Crab tiene dos amigos indios. Son grandes especialistas en medicina deportiva y utilizaciòn de drogas en el deporte. Esto no va por jactancia, sino porque si a alguno de los cinco o seis que frecuentan este blog les interesa el contacto, Crab siempre está disponible para ese tipo de intermediaciones.
Con ambos, en sendas estadas de ellos en Argentina, pasamos un par de semanas en cotidiano contacto.
Hubo por lo tanto, tiempo suficiente para hablar de deportes, autos, filosofìa, religiones y mujeres, mucho de mujeres, la mayor parte del tiempo de mujeres, que a los indios parecen gustarles tanto (para quienes los mayores de 18 que lo soliciten, hay también un interesante archivo .pps que uno de ellos me mandó ayer).
Bueno, en una de esas conversaciones se tocó el punto de los matrimonios en la India. Como ustedes saben, y me confirmaron ellos, los matrimonios se conciertan en la gran mayoría de los casos (lógicamente, siempre hay excepciones) por arreglos entre los padres de ambos contrayentes. Aunque, por supuesto, en muchos casos los novios dan su conformidad final. Pero si no la dan, son los padres quienes, sin darse por vencidos, se encargan de seguir buscando la pareja apropiada, hasta dar en la tecla.
-Pero... ¿y el amor? -pregunté yo, ingenuo creyente todavía en esas cosas.
-¡Ah! el amor viene después -fue la respuesta.
-Pero ¿funciona?
-En casi todos los casos.
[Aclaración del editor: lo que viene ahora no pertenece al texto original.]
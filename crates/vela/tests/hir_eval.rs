//! End-to-end evaluation through the tree-walking tier.

mod common;

use common::*;
use vela::{
    ExcKind, Value,
    ops::{BinOp, UnOp},
};

#[test]
fn arithmetic_precedence() {
    // 1 + 2 * 3
    let result = run_main(vec![ret(bin(
        BinOp::Add,
        int(1),
        bin(BinOp::Mul, int(2), int(3)),
    ))]);
    assert_int(&result, 7);
}

#[test]
fn mixed_numeric_promotion() {
    // 1 + 2.5 -> 3.5
    let result = run_main(vec![ret(bin(BinOp::Add, int(1), dbl(2.5)))]);
    assert!(result.unwrap().equals(&Value::Double(3.5)));
}

#[test]
fn integer_division_by_zero_raises() {
    let result = run_main(vec![ret(bin(BinOp::Div, int(1), int(0)))]);
    let err = result.unwrap_err();
    assert_eq!(err.kind, ExcKind::ArithmeticError);
    assert_eq!(err.message.as_deref(), Some("Division by zero"));
}

#[test]
fn string_length_and_char_indexing() {
    let result = run_main(vec![ret(member(s("hello"), "length"))]);
    assert_int(&result, 5);

    let result = run_main(vec![ret(index(s("hello"), int(1)))]);
    assert!(result.unwrap().equals(&Value::Char('e')));
}

#[test]
fn string_concatenation_with_any() {
    let result = run_main(vec![ret(bin(BinOp::Add, s("n = "), int(42)))]);
    assert_str(&result, "n = 42");
}

#[test]
fn unary_operators() {
    let result = run_main(vec![ret(un(UnOp::Neg, int(5)))]);
    assert_int(&result, -5);
    let result = run_main(vec![ret(un(UnOp::Not, boolean(false)))]);
    assert!(result.unwrap().equals(&Value::Bool(true)));
}

#[test]
fn recursive_function_sums() {
    // fun f(n) = if (n == 0) 0 else n + f(n - 1); f(100) == 5050
    let body = if_else(
        bin(BinOp::Eq, ident("n"), int(0)),
        vec![e(int(0))],
        vec![e(bin(
            BinOp::Add,
            ident("n"),
            call(ident("f"), vec![bin(BinOp::Sub, ident("n"), int(1))]),
        ))],
    );
    let (result, _) = run_script(
        vec![fun("f", &["n"], vec![e(body)])],
        vec![ret(call(ident("f"), vec![int(100)]))],
    );
    assert_int(&result, 5050);
}

#[test]
fn while_loop_with_mutation() {
    let result = run_main(vec![
        var("i", int(0)),
        var("total", int(0)),
        while_loop(
            bin(BinOp::Lt, ident("i"), int(5)),
            vec![
                e(assign("total", bin(BinOp::Add, ident("total"), ident("i")))),
                e(assign("i", bin(BinOp::Add, ident("i"), int(1)))),
            ],
        ),
        ret(ident("total")),
    ]);
    assert_int(&result, 10);
}

#[test]
fn for_over_range_ascending_and_descending() {
    // ascending inclusive: 1..=4 sums to 10
    let result = run_main(vec![
        var("total", int(0)),
        for_in(
            "i",
            range_lit(int(1), int(4), true),
            vec![e(assign("total", bin(BinOp::Add, ident("total"), ident("i"))))],
        ),
        ret(ident("total")),
    ]);
    assert_int(&result, 10);

    // descending: 3..=1 visits 3, 2, 1 in order
    let result = run_main(vec![
        var("first", null()),
        for_in(
            "i",
            range_lit(int(3), int(1), true),
            vec![e(if_else(
                bin(BinOp::Eq, ident("first"), null()),
                vec![e(assign("first", ident("i")))],
                vec![],
            ))],
        ),
        ret(ident("first")),
    ]);
    assert_int(&result, 3);
}

#[test]
fn break_exits_loop() {
    let result = run_main(vec![
        var("i", int(0)),
        while_loop(
            boolean(true),
            vec![
                e(assign("i", bin(BinOp::Add, ident("i"), int(1)))),
                e(if_else(bin(BinOp::Ge, ident("i"), int(3)), vec![brk()], vec![])),
            ],
        ),
        ret(ident("i")),
    ]);
    assert_int(&result, 3);
}

#[test]
fn lambdas_capture_immutable_bindings() {
    // val base = 10; val add = { x -> x + base }; add(5) == 15
    let result = run_main(vec![
        val("base", int(10)),
        val(
            "add",
            lambda(&["x"], vec![e(bin(BinOp::Add, ident("x"), ident("base")))]),
        ),
        ret(call(ident("add"), vec![int(5)])),
    ]);
    assert_int(&result, 15);
}

#[test]
fn lambdas_share_mutable_captures() {
    // var count = 0; val inc = { count = count + 1 }; inc(); inc(); count == 2
    let result = run_main(vec![
        var("count", int(0)),
        val(
            "inc",
            lambda(&[], vec![e(assign("count", bin(BinOp::Add, ident("count"), int(1))))]),
        ),
        e(call(ident("inc"), vec![])),
        e(call(ident("inc"), vec![])),
        ret(ident("count")),
    ]);
    assert_int(&result, 2);
}

#[test]
fn list_map_filter_preserve_size_laws() {
    // [1,2,3,4].map { it * 2 } has size 4; filter { it > 4 } values all > 4
    let result = run_main(vec![
        val("xs", list_lit(vec![int(1), int(2), int(3), int(4)])),
        val(
            "doubled",
            mcall(
                ident("xs"),
                "map",
                vec![lambda(&["it"], vec![e(bin(BinOp::Mul, ident("it"), int(2)))])],
            ),
        ),
        ret(member(ident("doubled"), "size")),
    ]);
    assert_int(&result, 4);

    let result = run_main(vec![
        val("xs", list_lit(vec![int(1), int(5), int(8)])),
        val(
            "big",
            mcall(
                ident("xs"),
                "filter",
                vec![lambda(&["it"], vec![e(bin(BinOp::Gt, ident("it"), int(4)))])],
            ),
        ),
        ret(mcall(
            ident("big"),
            "all",
            vec![lambda(&["it"], vec![e(bin(BinOp::Gt, ident("it"), int(4)))])],
        )),
    ]);
    assert!(result.unwrap().equals(&Value::Bool(true)));
}

#[test]
fn index_assignment_on_lists() {
    let result = run_main(vec![
        val("xs", list_lit(vec![int(1), int(2)])),
        e(assign_index(ident("xs"), int(0), int(9))),
        ret(index(ident("xs"), int(0))),
    ]);
    assert_int(&result, 9);
}

#[test]
fn negative_list_index_raises() {
    let result = run_main(vec![
        val("xs", list_lit(vec![int(1)])),
        ret(index(ident("xs"), int(-1))),
    ]);
    assert_eq!(result.unwrap_err().kind, ExcKind::IndexOutOfBounds);
}

#[test]
fn catch_binds_thrown_message() {
    // try { error("boom") } catch (e) { e.message } == "boom"
    let result = run_main(vec![
        var("msg", null()),
        try_catch(
            vec![e(call(ident("error"), vec![s("boom")]))],
            "ex",
            None,
            vec![e(assign("msg", member(ident("ex"), "message")))],
        ),
        ret(ident("msg")),
    ]);
    assert_str(&result, "boom");
}

#[test]
fn finally_runs_on_both_paths() {
    let (result, console) = run_script(
        Vec::new(),
        vec![
            try_finally(
                vec![e(call(ident("error"), vec![s("bad")]))],
                "ex",
                vec![e(call(ident("println"), vec![s("caught")]))],
                vec![e(call(ident("println"), vec![s("finally")]))],
            ),
            ret(int(1)),
        ],
    );
    assert_int(&result, 1);
    assert_eq!(console.output(), "caught\nfinally\n");
}

#[test]
fn uncaught_exception_carries_stack_trace() {
    let (result, _) = run_script(
        vec![fun("inner", &[], vec![e(throw(s("kaput")))])],
        vec![e(call(ident("inner"), vec![]))],
    );
    let err = result.unwrap_err();
    assert_eq!(err.kind, ExcKind::UserThrown);
    // innermost frame first
    assert_eq!(&*err.stack[0].name, "inner");
}

#[test]
fn elvis_and_null_assert() {
    let result = run_main(vec![ret(elvis(null(), int(7)))]);
    assert_int(&result, 7);

    let result = run_main(vec![ret(null_assert(null()))]);
    assert_eq!(result.unwrap_err().kind, ExcKind::NullDereference);
}

#[test]
fn safe_member_on_null_short_circuits() {
    let result = run_main(vec![ret(safe_member(null(), "length"))]);
    assert!(result.unwrap().is_null());
}

#[test]
fn destructuring_pairs() {
    let result = run_main(vec![
        destructure(&["a", "b"], call(ident("Pair"), vec![int(3), int(4)])),
        ret(bin(BinOp::Add, ident("a"), ident("b"))),
    ]);
    assert_int(&result, 7);
}

#[test]
fn scope_functions_let_and_apply() {
    // 5.let { it + 1 } == 6
    let result = run_main(vec![ret(mcall(
        int(5),
        "let",
        vec![lambda(&["it"], vec![e(bin(BinOp::Add, ident("it"), int(1)))])],
    ))]);
    assert_int(&result, 6);

    // xs.also { ... } returns the receiver
    let result = run_main(vec![
        val("xs", list_lit(vec![int(1)])),
        ret(member(
            mcall(
                ident("xs"),
                "also",
                vec![lambda(&["it"], vec![e(mcall(ident("it"), "add", vec![int(2)]))])],
            ),
            "size",
        )),
    ]);
    assert_int(&result, 2);
}

#[test]
fn takeif_filters_receiver() {
    let result = run_main(vec![ret(mcall(
        int(10),
        "takeIf",
        vec![lambda(&["it"], vec![e(bin(BinOp::Gt, ident("it"), int(100)))])],
    ))]);
    assert!(result.unwrap().is_null());
}

#[test]
fn builtin_conversions_roundtrip() {
    let result = run_main(vec![ret(call(
        ident("toInt"),
        vec![call(ident("toString"), vec![int(123)])],
    ))]);
    assert_int(&result, 123);
}

#[test]
fn println_writes_to_console() {
    let (result, console) = run_script(
        Vec::new(),
        vec![e(call(ident("println"), vec![s("hi there")])), ret(int(0))],
    );
    assert_int(&result, 0);
    assert_eq!(console.output(), "hi there\n");
}

#[test]
fn repeat_builtin_counts() {
    let result = run_main(vec![
        var("n", int(0)),
        e(call(
            ident("repeat"),
            vec![
                int(4),
                lambda(&["i"], vec![e(assign("n", bin(BinOp::Add, ident("n"), int(1))))]),
            ],
        )),
        ret(ident("n")),
    ]);
    assert_int(&result, 4);
}

#[test]
fn user_extension_function_dispatches() {
    use vela::hir::{Block, FunDecl, Param, StmtKind};

    // fun Int.doubled() = this * 2
    let ext = vela::hir::Stmt::new(
        StmtKind::ExtensionFun {
            target: std::sync::Arc::from("Int"),
            fun: FunDecl {
                name: std::sync::Arc::from("doubled"),
                params: Vec::<Param>::new(),
                body: Block::of(vec![e(bin(
                    BinOp::Mul,
                    common::expr(vela::hir::ExprKind::This),
                    int(2),
                ))]),
                lambda: None,
            },
        },
        loc(),
    );
    let (result, _) = run_script(vec![ext], vec![ret(mcall(int(21), "doubled", vec![]))]);
    assert_int(&result, 42);
}

#[test]
fn propagation_operator_unwraps_ok_and_early_returns_err() {
    use vela::hir::ExprKind;

    let propagate = |e_: vela::hir::Expr| common::expr(ExprKind::Propagate(Box::new(e_)));

    // fun f() { val r = runCatching { 5 }; r? + 1 } == 6
    let (result, _) = run_script(
        vec![fun(
            "f",
            &[],
            vec![
                val(
                    "r",
                    call(ident("runCatching"), vec![lambda(&[], vec![e(int(5))])]),
                ),
                e(bin(BinOp::Add, propagate(ident("r")), int(1))),
            ],
        )],
        vec![ret(call(ident("f"), vec![]))],
    );
    assert_int(&result, 6);

    // an Err early-returns the whole Result from the enclosing function
    let (result, _) = run_script(
        vec![fun(
            "g",
            &[],
            vec![
                val(
                    "r",
                    call(
                        ident("runCatching"),
                        vec![lambda(&[], vec![e(call(ident("error"), vec![s("nope")]))])],
                    ),
                ),
                e(bin(BinOp::Add, propagate(ident("r")), int(1))),
            ],
        )],
        vec![ret(mcall(call(ident("g"), vec![]), "isErr", vec![]))],
    );
    assert!(result.unwrap().equals(&Value::Bool(true)));
}

#[test]
fn type_check_and_cast() {
    use vela::hir::ExprKind;

    let is_expr = |v: vela::hir::Expr, ty: &str| {
        common::expr(ExprKind::TypeCheck {
            operand: Box::new(v),
            ty: std::sync::Arc::from(ty),
            negated: false,
        })
    };
    let as_expr = |v: vela::hir::Expr, ty: &str, safe: bool| {
        common::expr(ExprKind::TypeCast {
            operand: Box::new(v),
            ty: std::sync::Arc::from(ty),
            safe,
        })
    };

    let result = run_main(vec![ret(is_expr(int(3), "Int"))]);
    assert!(result.unwrap().equals(&Value::Bool(true)));

    let result = run_main(vec![ret(is_expr(s("x"), "Int"))]);
    assert!(result.unwrap().equals(&Value::Bool(false)));

    // numeric conversion cast
    let result = run_main(vec![ret(as_expr(int(3), "Double", false))]);
    assert!(result.unwrap().equals(&Value::Double(3.0)));

    // safe cast yields null on mismatch, strict cast raises
    let result = run_main(vec![ret(as_expr(s("x"), "List", true))]);
    assert!(result.unwrap().is_null());
    let result = run_main(vec![ret(as_expr(s("x"), "List", false))]);
    assert_eq!(result.unwrap_err().kind, ExcKind::Cast);
}

#[test]
fn string_templates_interpolate() {
    use vela::hir::{ExprKind, TemplatePart};

    let template = common::expr(ExprKind::StrTemplate(vec![
        TemplatePart::Text(std::sync::Arc::from("sum is ")),
        TemplatePart::Expr(bin(BinOp::Add, int(2), int(3))),
        TemplatePart::Text(std::sync::Arc::from("!")),
    ]));
    let result = run_main(vec![ret(template)]);
    assert_str(&result, "sum is 5!");
}

#[test]
fn method_references_bind_their_receiver() {
    use vela::hir::ExprKind;

    // val f = xs::add; f(7); xs.size == 1
    let method_ref = common::expr(ExprKind::MethodRef {
        recv: Some(Box::new(ident("xs"))),
        name: std::sync::Arc::from("add"),
    });
    let result = run_main(vec![
        val("xs", list_lit(vec![])),
        val("f", method_ref),
        e(call(ident("f"), vec![int(7)])),
        ret(member(ident("xs"), "size")),
    ]);
    assert_int(&result, 1);
}

#[test]
fn range_properties() {
    let result = run_main(vec![ret(member(range_lit(int(2), int(9), false), "last"))]);
    assert_int(&result, 8);
    let result = run_main(vec![ret(member(range_lit(int(2), int(9), true), "size"))]);
    assert_int(&result, 8);
}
En la India no hay casi divorcios.
Parece que la cosa es así: las dos familias que buscan ponerse de acuerdo, una ofreciendo el novio, la otra la novia, pertenecen a una misma comunidad social, religiosa, cultural, económica, etc.
Las negociaciones son largas, ya que cada familia intenta primero sacarse de encima al hijo menos interesante, pero es una negociación amistosa, y con el propósito de llegar a un acuerdo final, lo que supone que éste finalmente se alcanzará. Una parte deberá resignarse, finalmente, a ir elevando la apuesta conforme a los méritos del candidato/a que el contendiente ofrezca.
O sea, que no siendo el irracional (y no podemos negar que el amor, si algo es, es precisamente irracional) el criterio que prevalece, los demás criterios, ponderados por personas objetivas, que consideran esta negociación como un contrato libre y equilibradamente alcanzado por ambas partes, son los que finalmente producen el éxito de la unión.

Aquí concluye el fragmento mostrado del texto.